Soviet and Russian composer

Maksim Isaakovich Dunayevsky (Макси́м Исаа́кович Дунае́вский; born 15 January 1945 in Moscow) is a Soviet and Russian composer. People's Artist of Russia (2006). He is the artistic director and chairman of the artistic council of the Moscow Regional Philharmonic since 2015.

== Biography ==
Maksim Dunayevsky was born on 15 January 1945 in Moscow.

He is the son of the composer Isaak Dunayevsky and the ballerina of the Alexandrov Ensemble and the Moscow Operetta Theater Zoya Ivanovna Pashkova (1922-1994), born out of wedlock. Maksim's elder brother on the father's side, Eugene (1932-2000) was an artist.

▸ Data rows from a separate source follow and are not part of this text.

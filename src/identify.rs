use anyhow::Context;
use cartouche_core::prelude::*;
use cartouche_formats::prelude::*;
use owo_colors::OwoColorize;

/// Identifies a file and prints the best envelope, or every envelope with `all`.
pub(crate) fn identify_file(input: &str, format: Option<&str>, all: bool) -> anyhow::Result<()> {
    let data = std::fs::read(input).with_context(|| format!("Unable to read {input}"))?;
    log::info!("Read {} from {input}", util::format_size(data.len()));

    let hint = match format {
        Some(name) => Some(registry::lookup(name)?.id),
        None => None,
    };

    if all {
        println!("{input}:");
        for report in identify_all(&data) {
            print_verdict(&report);
        }
        return Ok(());
    }

    let report = identify(&data, hint);
    log::debug!("Best envelope: {report:?}");

    if report.valid {
        println!("{input}: {}", describe(&report));
    } else if report.recognised {
        println!("{input}: {} {}", describe(&report), "(failed validation)".yellow());
    } else if hint.is_some() {
        println!("{input}: {} {}", describe(&report), "(not recognised)".red());
    } else {
        println!("{input}: data");
    }
    Ok(())
}

/// Prints every registered format, in dispatch order.
pub(crate) fn list_formats(hints: bool) {
    for desc in REGISTRY.iter() {
        if hints {
            println!(
                "{:12} {:10} {:32} [{}] {}",
                desc.id.to_string(),
                desc.category.to_string(),
                desc.name,
                desc.extensions.join(", "),
                desc.media_type.dimmed()
            );
        } else {
            println!("{:12} {:10} {}", desc.id.to_string(), desc.category.to_string(), desc.name);
        }
    }
}

/// Checksums a file with CRC-16/IBM.
pub(crate) fn checksum_file(input: &str) -> anyhow::Result<()> {
    let data = std::fs::read(input).with_context(|| format!("Unable to read {input}"))?;
    log::info!("Read {} from {input}", util::format_size(data.len()));

    println!("{input}: CRC-16/IBM {:#06X}", crc16_ibm(&data));
    Ok(())
}

fn print_verdict(report: &Report) {
    let verdict = if report.valid {
        "valid".green().to_string()
    } else if report.recognised {
        "recognised".yellow().to_string()
    } else {
        "refused".red().to_string()
    };

    if report.recognised {
        println!("  {:12} {verdict:10} {}", report.format.to_string(), describe(report));
    } else {
        println!("  {:12} {verdict}", report.format.to_string());
    }
}

/// One line of human-readable detail per payload shape.
fn describe(report: &Report) -> String {
    let name = registry::find(report.format).map_or("unknown", |desc| desc.name);
    match report.payload {
        Payload::Unknown => "data".to_string(),
        Payload::Bps(footer) => format!(
            "{name}, source CRC32 {:#010X}, target CRC32 {:#010X}, patch CRC32 {:#010X}",
            footer.source_crc, footer.target_crc, footer.patch_crc
        ),
        Payload::Avi(avi) => {
            format!("{name}, declared size {}", util::format_size(avi.file_size as usize))
        }
        Payload::Ay(tune) => format!(
            "{name} v{}, {} song(s), first song {}",
            tune.file_version, tune.num_songs, tune.first_song
        ),
        Payload::Ctr(ctr) => format!(
            "{name} v{}, track {} side {}, {} of flux data",
            ctr.version,
            ctr.track,
            ctr.side,
            util::format_size(ctr.data_size as usize)
        ),
        Payload::Dtm(movie) => format!(
            "{name} ({}) for {}, controller mask {:#04X}{}",
            if movie.wii_game { "Wii" } else { "GameCube" },
            String::from_utf8_lossy(&movie.game_id),
            movie.controllers,
            if movie.from_savestate { ", from savestate" } else { "" }
        ),
        Payload::Fcm(movie) => format!(
            "{name} v{}, {} frames, {} rerecords",
            movie.version, movie.frame_count, movie.rerecord_count
        ),
        Payload::Mds(mds) => format!(
            "{name} v{}.{}, medium type {}, {} session(s)",
            mds.version_major, mds.version_minor, mds.medium_type, mds.session_count
        ),
        Payload::Xex(xex) => format!(
            "{name}, module flags {:#010X}, header {}, image {}",
            xex.module_flags.bits(),
            util::format_size(xex.header_size as usize),
            util::format_size(xex.image_size as usize)
        ),
        Payload::Usf(usf) => format!(
            "{name}, {} reserved, {} compressed",
            util::format_size(usf.reserved_size as usize),
            util::format_size(usf.compressed_size as usize)
        ),
        Payload::Swf(swf) => format!(
            "{name} v{}, {}, declared length {}",
            swf.version,
            swf.compression,
            util::format_size(swf.file_length as usize)
        ),
        Payload::Nge(image) => format!(
            "{name}, UIDs {:#010X}/{:#010X}/{:#010X}",
            image.uid1, image.uid2, image.uid3
        ),
        Payload::Lzh(entry) => format!(
            "{name}, method {}, {} packed, {} original",
            String::from_utf8_lossy(&entry.method),
            util::format_size(entry.packed_size as usize),
            util::format_size(entry.original_size as usize)
        ),
        Payload::Rom(rom) => format!(
            "{name}, {}{}",
            util::format_size(rom.rom_size as usize),
            if rom.has_header { ", dumper header" } else { "" }
        ),
        Payload::Disk(geometry) => format!(
            "{name}, {} tracks x {} side(s) x {} sectors x {} bytes{}",
            geometry.tracks,
            geometry.sides,
            geometry.sectors,
            geometry.sector_size,
            if geometry.double_density { ", double density" } else { "" }
        ),
        Payload::Save(save) => format!(
            "{name}, {}{}",
            util::format_size(save.save_size as usize),
            if save.power_of_two { "" } else { ", odd size" }
        ),
        Payload::Lda(disc) => {
            format!("{name}{}", if disc.mega_ld { ", Mega LD" } else { "" })
        }
        Payload::M3u(playlist) => format!("{name}, {} entries", playlist.entry_count),
        Payload::Gdi(sheet) => format!("{name}, {} tracks", sheet.track_count),
        _ => name.to_string(),
    }
}
#[cfg(test)]
mod tests {
    use super::*;

    fn tier(desc: &Descriptor) -> u8 {
        match desc.kind {
            ProbeKind::TextHeader => 2,
            ProbeKind::SizeSet => 1,
            _ if desc.advisory_magic => 1,
            _ => 0,
        }
    }

    #[test]
    fn ids_are_unique() {
        for (index, desc) in REGISTRY.iter().enumerate() {
            assert!(
                REGISTRY[index + 1..].iter().all(|other| other.id != desc.id),
                "duplicate id {}",
                desc.id
            );
        }
    }

    #[test]
    fn dispatch_tiers_are_ordered() {
        let tiers: Vec<u8> = REGISTRY.iter().map(tier).collect();
        let mut sorted = tiers.clone();
        sorted.sort_unstable();
        assert_eq!(tiers, sorted);
    }

    #[test]
    fn magic_tier_descends_in_specificity() {
        let lengths: Vec<usize> =
            REGISTRY.iter().filter(|desc| tier(desc) == 0).map(Descriptor::magic_len).collect();
        assert!(lengths.windows(2).all(|pair| pair[0] >= pair[1]), "{lengths:?}");
    }

    #[test]
    fn rows_are_internally_consistent() {
        for desc in &REGISTRY {
            if let Some(max) = desc.max_size {
                assert!(desc.min_size <= max, "{}", desc.id);
            }
            for rule in desc.size_rules {
                assert!(rule.size >= desc.min_size, "{}", desc.id);
                assert!(desc.within_max(rule.size), "{}", desc.id);
            }
            //Gates must be decidable on any buffer that passes the length floor
            for magic in desc.magic {
                assert!(magic.offset + magic.bytes.len() <= desc.min_size, "{}", desc.id);
            }
            match desc.kind {
                ProbeKind::SizeSet => assert!(desc.parse.is_none(), "{}", desc.id),
                _ => assert!(desc.parse.is_some(), "{}", desc.id),
            }
        }
    }

    #[test]
    fn lookup_is_case_insensitive() {
        assert_eq!(lookup("BPS").unwrap().id, FormatId::Bps);
        assert_eq!(lookup("casio_fp").unwrap().id, FormatId::CasioFp);
        assert!(lookup("tape").is_err());
    }

    #[test]
    fn find_covers_every_id_but_unknown() {
        for desc in &REGISTRY {
            assert_eq!(find(desc.id).map(|found| found.id), Some(desc.id));
        }
        assert!(find(FormatId::Unknown).is_none());
    }
}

From 1969 to 1974, Dunayevsky was the conductor of the Vakhtangov Theater. In 1974-1975, he was the chief conductor and music director of the Moscow music hall, in 1985-1987 he was the Artistic Director and Chief Conductor of the State Pop Orchestra of the RSFSR (he attracted such people as Pavel Smeyan, Irina Ponarovskaya, Boris Oppenheim, Weiland Rodd, Andrey Davidyan and musicians of the rock group SV), and in 1987, a musical director of the Theater-Studio of Musical Drama (artistic director Yuri Sherling).

Maksim Dunayevsky organized his own pop ensemble, which also played rock, called "Festival" (1977-1990), he collaborated as a songwriter with such poets as Leonid Derbenyov, Naum Olev, Yuri Ryashentsev, Ilya Reznik, Robert Rozhdestvensky, Yuri Entin, and Nikolai Denisov. In 1994, especially for Nikolai Karachentsov, he wrote 10 songs based on poems by Ilya Reznik, which were later included in the actor's solo album "My Little Lady", recorded by him in Los Angeles.

He lived in the USA for almost eight years (1992 - 1999), worked in Hollywood, wrote music for several films.

Since 2015, he has been artistic director and chairman of the Artistic Council of the Moscow Regional Philharmonic.

==Personal life==
Maksim Dunayevsky was married seven times. Wives: Natalya Leonova, Regina Temirbulatova, Elena Dunayevskaya, Natalya Andrejchenko (actress), Olga Danilova (fashion model), Olga Sheronova, Marina Rozhdestvenskaya (b. November 11, 1972).

The son from a marriage with actress Natalya Andrejchenko, Dmitry (b. 1982), lives in Switzerland.

Daughter Alina (born 1983) from Nina Spada - philologist, translator from foreign languages and writer (in June 2018 she published a book of autobiographical content "Wide open with my soul. Maksim Dunayevsky in my life"). Alina has been living in France since the age of four, where she organized her own rock group "Markize". Author-composer-performer of her songs in the style of pop-rock, has recorded and released several music albums, video clips and singles.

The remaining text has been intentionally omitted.